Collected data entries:

--- START ---

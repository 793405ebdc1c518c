use std::path::Path;

use clap::Subcommand;
use comment_engine::{
    CommentId, CommentSession, EngineConfig, EntityRef, EventId, EventSnapshot, MutationEntry,
    ReplyId, Signal, SortMode, User, UserId,
};
use serde::Serialize;
use serde_json::{Value, json};

use crate::lock::StateLock;
use crate::{store, view};

#[derive(Debug, Clone, Subcommand)]
pub enum Command {
    /// Create an empty state file for an event
    Init {
        /// Event the comments belong to
        #[arg(long, default_value = "1")]
        event: String,
    },
    /// Print the page: rating, sorted comments and their replies
    Show {
        /// hottest, time, newest or rating_desc
        #[arg(long, default_value_t = SortMode::Hottest)]
        sort: SortMode,
    },
    /// Post a top-level comment
    Comment { text: String },
    /// Reply to a comment, or to one of its replies with --to
    Reply {
        comment: CommentId,
        #[arg(long)]
        to: Option<ReplyId>,
        text: String,
    },
    /// Rewrite your own comment, or one of your replies with --reply
    Edit {
        comment: CommentId,
        #[arg(long)]
        reply: Option<ReplyId>,
        text: String,
    },
    /// Delete your own comment with all its replies, or one reply subtree
    Delete {
        comment: CommentId,
        #[arg(long)]
        reply: Option<ReplyId>,
    },
    /// Toggle like on a comment or reply
    Like {
        comment: CommentId,
        #[arg(long)]
        reply: Option<ReplyId>,
    },
    /// Toggle dislike on a comment or reply
    Dislike {
        comment: CommentId,
        #[arg(long)]
        reply: Option<ReplyId>,
    },
    /// Rate the event with 1 to 5 stars, once
    Rate { value: u8 },
    /// Change your earlier rating
    Rerate { value: u8 },
}

/// What one invocation prints on stdout.
#[derive(Debug, Serialize)]
pub struct Outcome {
    pub signal: Signal,
    #[serde(skip_serializing_if = "Option::is_none")]
    pub result: Option<Value>,
    #[serde(skip_serializing_if = "Option::is_none")]
    pub error: Option<comment_engine::Error>,
    #[serde(skip_serializing_if = "Option::is_none")]
    pub message: Option<String>,
    #[serde(skip_serializing_if = "Vec::is_empty")]
    pub mutations: Vec<MutationEntry>,
}

impl Outcome {
    fn success(result: Value, mutations: Vec<MutationEntry>) -> Self {
        Self {
            signal: Signal::Success,
            result: Some(result),
            error: None,
            message: None,
            mutations,
        }
    }

    fn failure(err: comment_engine::Error) -> Self {
        Self {
            signal: err.signal(),
            result: None,
            message: Some(err.to_string()),
            error: Some(err),
            mutations: Vec::new(),
        }
    }

    pub fn is_success(&self) -> bool {
        self.signal == Signal::Success
    }
}

/// Everything one invocation needs besides the command itself.
pub struct Context<'a> {
    pub state: &'a Path,
    pub config: EngineConfig,
    pub user: UserId,
    pub name: Option<String>,
}

/// Run one command against the state file, holding its lock throughout.
/// Engine failures come back as a failed [`Outcome`]; everything else
/// (IO, JSON, locking) is an error.
pub fn run(ctx: Context<'_>, command: &Command) -> anyhow::Result<Outcome> {
    let _lock = StateLock::new(ctx.state)?;

    if let Command::Init { event } = command {
        let snapshot = store::init(ctx.state, EventId::from(event.as_str()))?;
        return Ok(Outcome::success(
            json!({ "event_id": snapshot.event_id, "state": ctx.state.display().to_string() }),
            Vec::new(),
        ));
    }

    let snapshot = store::load(ctx.state)?;
    let user = resolve_user(&snapshot, ctx.user, ctx.name);
    let mut session = CommentSession::new(snapshot, user, ctx.config)?;

    let result = execute(&mut session, command);
    let mutations = session.take_mutations();
    if !mutations.is_empty() {
        store::write(ctx.state, &session.snapshot())?;
        log::info!("{} mutations saved to {}", mutations.len(), ctx.state.display());
    }

    Ok(match result {
        Ok(value) => Outcome::success(value, mutations),
        Err(err) => {
            log::debug!("command failed: {}", err);
            Outcome::failure(err)
        }
    })
}

fn execute(session: &mut CommentSession, command: &Command) -> comment_engine::Result<Value> {
    match command {
        Command::Init { .. } => Ok(Value::Null),
        Command::Show { sort } => {
            session.set_sort_mode(*sort);
            view::render_page(session)
        }
        Command::Comment { text } => {
            let id = session.submit_comment(text)?;
            Ok(json!({ "comment": id }))
        }
        Command::Reply { comment, to, text } => {
            let id = session.submit_reply(*comment, *to, text)?;
            Ok(json!({ "comment": comment, "reply": id }))
        }
        Command::Edit {
            comment,
            reply,
            text,
        } => {
            let entity = entity(*comment, *reply);
            session.edit(entity, text)?;
            Ok(json!({ "edited": entity }))
        }
        Command::Delete { comment, reply } => {
            session.request_delete(entity(*comment, *reply))?;
            let removed = session.confirm_delete()?;
            Ok(json!({ "deleted": removed.entity, "replies": removed.replies }))
        }
        Command::Like { comment, reply } => {
            let entity = entity(*comment, *reply);
            let reaction = session.like(entity)?;
            Ok(json!({ "entity": entity, "reaction": reaction }))
        }
        Command::Dislike { comment, reply } => {
            let entity = entity(*comment, *reply);
            let reaction = session.dislike(entity)?;
            Ok(json!({ "entity": entity, "reaction": reaction }))
        }
        Command::Rate { value } => {
            session.click_rate()?;
            session.submit_rating(*value)?;
            Ok(json!({ "rating": view::render_rating(session.rating()) }))
        }
        Command::Rerate { value } => {
            let previous = session.edit_rating(*value)?;
            Ok(json!({ "previous": previous, "rating": view::render_rating(session.rating()) }))
        }
    }
}

fn entity(comment: CommentId, reply: Option<ReplyId>) -> EntityRef {
    match reply {
        Some(reply) => EntityRef::Reply { comment, reply },
        None => EntityRef::Comment(comment),
    }
}

/// The signed-in user. Without an explicit name, reuse the name the user
/// last posted under, falling back to `user {id}`.
fn resolve_user(snapshot: &EventSnapshot, id: UserId, name: Option<String>) -> User {
    let known = || {
        snapshot
            .comments
            .iter()
            .flat_map(|comment| {
                std::iter::once((comment.author_id, &comment.author_name, &comment.author_avatar))
                    .chain(comment.replies.walk(usize::MAX).map(|(_, reply)| {
                        (reply.author_id, &reply.author_name, &reply.author_avatar)
                    }))
            })
            .find(|(author, _, _)| *author == id)
    };
    let (name, avatar_url) = match (name, known()) {
        (Some(name), known) => (name, known.map(|(_, _, avatar)| avatar.clone())),
        (None, Some((_, name, avatar))) => (name.clone(), Some(avatar.clone())),
        (None, None) => {
            log::debug!("user {} has not posted yet, using a placeholder name", id);
            (format!("user {}", id), None)
        }
    };
    User {
        id,
        name,
        avatar_url: avatar_url.unwrap_or_default(),
        organization: String::new(),
    }
}
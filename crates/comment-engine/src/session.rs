use std::collections::HashSet;

use serde::{Deserialize, Serialize};

use crate::clock::{Clock, SystemClock};
use crate::config::EngineConfig;
use crate::model::{Comment, EntityRef, Reply, User};
use crate::mutation::{Mutation, MutationEntry};
use crate::overlay::{DismissGesture, MenuHost, Overlay, OverlayCoordinator};
use crate::rating::Rating;
use crate::reaction::ReactionState;
use crate::relative_time::{RelativeAge, relative_age};
use crate::reply_tree::ReplyTree;
use crate::sort::{SortMode, sort_comments};
use crate::{CommentId, Error, EventId, ReplyId, Result, UserId};

/// Rating given to a new comment when the author has not rated the event.
const UNRATED_COMMENT_STARS: u8 = 5;

/// Everything persisted for one event page.
#[derive(Debug, Clone, PartialEq, Serialize, Deserialize)]
pub struct EventSnapshot {
    pub event_id: EventId,
    #[serde(default)]
    pub rating: Rating,
    #[serde(default)]
    pub comments: Vec<Comment>,
}

impl EventSnapshot {
    pub fn empty(event_id: EventId) -> Self {
        Self {
            event_id,
            rating: Rating::default(),
            comments: Vec::new(),
        }
    }
}

/// An edit in progress: which entity, and the content it was prefilled with.
#[derive(Debug, Clone, PartialEq, Eq, Serialize)]
pub struct EditDraft {
    pub entity: EntityRef,
    pub original: String,
}

/// What a confirmed delete took away.
#[derive(Debug, Clone, PartialEq, Eq, Serialize)]
pub struct Removed {
    pub entity: EntityRef,
    /// Every reply removed with it, subtree root first.
    pub replies: Vec<ReplyId>,
}

fn not_found(entity: EntityRef) -> Error {
    log::warn!("{} not found", entity);
    Error::NotFound { entity }
}

/// The comment section of one event as seen by one signed-in user.
///
/// Holds the comments, the rating aggregate and the overlay state, and turns
/// user intents into validated mutations. An operation that returns an error
/// leaves every part of the session as it was. Reaction flags and
/// `user_rating` always show the signed-in user's own votes.
pub struct CommentSession {
    event_id: EventId,
    user: User,
    config: EngineConfig,
    comments: Vec<Comment>,
    rating: Rating,
    sort_mode: SortMode,
    overlay: OverlayCoordinator,
    editing: Option<EditDraft>,
    reply_target: Option<ReplyId>,
    next_id: u64,
    mutations: Vec<MutationEntry>,
    clock: Box<dyn Clock>,
}
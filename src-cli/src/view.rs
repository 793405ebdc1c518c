use comment_engine::{Comment, CommentSession, EntityRef, Rating, Result};
use serde_json::{Value, json};

pub fn render_rating(rating: &Rating) -> Value {
    json!({
        "average": rating.average,
        "label": rating.average_label(),
        "stars": rating.star_display(),
        "total_count": rating.total_count,
        "user_rating": rating.user_rating,
        "user_stars": rating.user_stars(),
        "distribution": rating.distribution,
    })
}

/// The page as the view draws it: rating header, then comments in the
/// session's sort order with their replies flattened to indent levels.
pub fn render_page(session: &CommentSession) -> Result<Value> {
    let comments = session
        .sorted_comments()
        .into_iter()
        .map(|comment| render_comment(session, comment))
        .collect::<Result<Vec<_>>>()?;
    Ok(json!({
        "event_id": session.event_id(),
        "sort": session.sort_mode(),
        "rating": render_rating(session.rating()),
        "comments": comments,
    }))
}

fn render_comment(session: &CommentSession, comment: &Comment) -> Result<Value> {
    let mut replies = Vec::new();
    for (depth, reply) in session.replies_for_display(comment.id)? {
        let age = session.age_of(EntityRef::Reply {
            comment: comment.id,
            reply: reply.id,
        })?;
        replies.push(json!({
            "id": reply.id,
            "depth": depth,
            "author": reply.author_name,
            "content": reply.display_content(),
            "likes": reply.reaction.count,
            "liked": reply.reaction.liked,
            "disliked": reply.reaction.disliked,
            "age": age.to_string(),
        }));
    }
    Ok(json!({
        "id": comment.id,
        "author": comment.author_name,
        "rating_given": comment.rating_given,
        "content": comment.content,
        "likes": comment.reaction.count,
        "liked": comment.reaction.liked,
        "disliked": comment.reaction.disliked,
        "reply_count": comment.reply_count(),
        "age": session.age_of(comment.entity())?.to_string(),
        "replies": replies,
    }))
}
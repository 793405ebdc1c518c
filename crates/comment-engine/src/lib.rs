mod clock;
mod config;
mod model;
mod mutation;
mod overlay;
mod rating;
mod reaction;
mod relative_time;
mod reply_tree;
mod session;
mod sort;

pub use clock::{Clock, SystemClock};
pub use comment_types::{CommentId, EventId, ReplyId, UserId};
pub use config::EngineConfig;
pub use model::{Comment, EntityRef, Reply, User};
pub use mutation::{Mutation, MutationEntry};
pub use overlay::{DismissGesture, MenuHost, Overlay, OverlayCoordinator};
pub use rating::{Rating, Star};
pub use reaction::ReactionState;
pub use relative_time::{RelativeAge, relative_age};
pub use reply_tree::{ReplyTree, TreeError, Walk};
pub use session::{CommentSession, EditDraft, EventSnapshot, Removed};
pub use sort::{SortMode, sort_comments};

/// Failures of a comment use-case.
///
/// Every variant is local and recoverable: the operation that produced it left
/// the session unchanged. Serializes with a `type` tag so a host can forward
/// it to the view layer as-is.
#[derive(Debug, Clone, PartialEq, thiserror::Error, serde::Serialize)]
#[serde(tag = "type", rename_all = "snake_case")]
pub enum Error {
    #[error("Content is empty")]
    EmptyContent,
    #[error("Content too long: {len} characters (max {max})")]
    ContentTooLong { len: usize, max: usize },
    #[error("Event already rated")]
    AlreadyRated,
    #[error("Event not rated yet")]
    NotRated,
    #[error("Invalid rating: {value} (expected 1 to 5)")]
    InvalidRating { value: u8 },
    #[error("Current user is not the author of {entity}")]
    Unauthorized { entity: EntityRef },
    #[error("Not found: {entity}")]
    NotFound { entity: EntityRef },
    #[error("Duplicate id: {entity}")]
    DuplicateId { entity: EntityRef },
    #[error("Cannot open while {active} is active")]
    OverlayBusy { active: &'static str },
    #[error("No {expected} is open")]
    NoActiveOverlay { expected: &'static str },
    #[error("No ids left to allocate")]
    IdsExhausted,
}

pub type Result<T, E = Error> = std::result::Result<T, E>;

/// Outcome signal handed to the host, which turns it into a notification.
#[derive(Debug, Clone, Copy, PartialEq, Eq, serde::Serialize)]
#[serde(rename_all = "snake_case")]
pub enum Signal {
    Success,
    EmptyContent,
    AlreadyRated,
    Unauthorized,
    NotFound,
    Invalid,
}

impl Error {
    pub fn signal(&self) -> Signal {
        match self {
            Error::EmptyContent => Signal::EmptyContent,
            Error::AlreadyRated => Signal::AlreadyRated,
            Error::Unauthorized { .. } => Signal::Unauthorized,
            Error::NotFound { .. } => Signal::NotFound,
            Error::ContentTooLong { .. }
            | Error::NotRated
            | Error::InvalidRating { .. }
            | Error::DuplicateId { .. }
            | Error::OverlayBusy { .. }
            | Error::NoActiveOverlay { .. }
            | Error::IdsExhausted => Signal::Invalid,
        }
    }
}

impl Signal {
    pub fn of<T>(result: &Result<T>) -> Signal {
        match result {
            Ok(_) => Signal::Success,
            Err(err) => err.signal(),
        }
    }
}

--- END ---

Which of the lines above hold the string "that"? Pick each of them out.

- [Response below]
/// user intents into validated mutations. An operation that returns an error
/// Every variant is local and recoverable: the operation that produced it left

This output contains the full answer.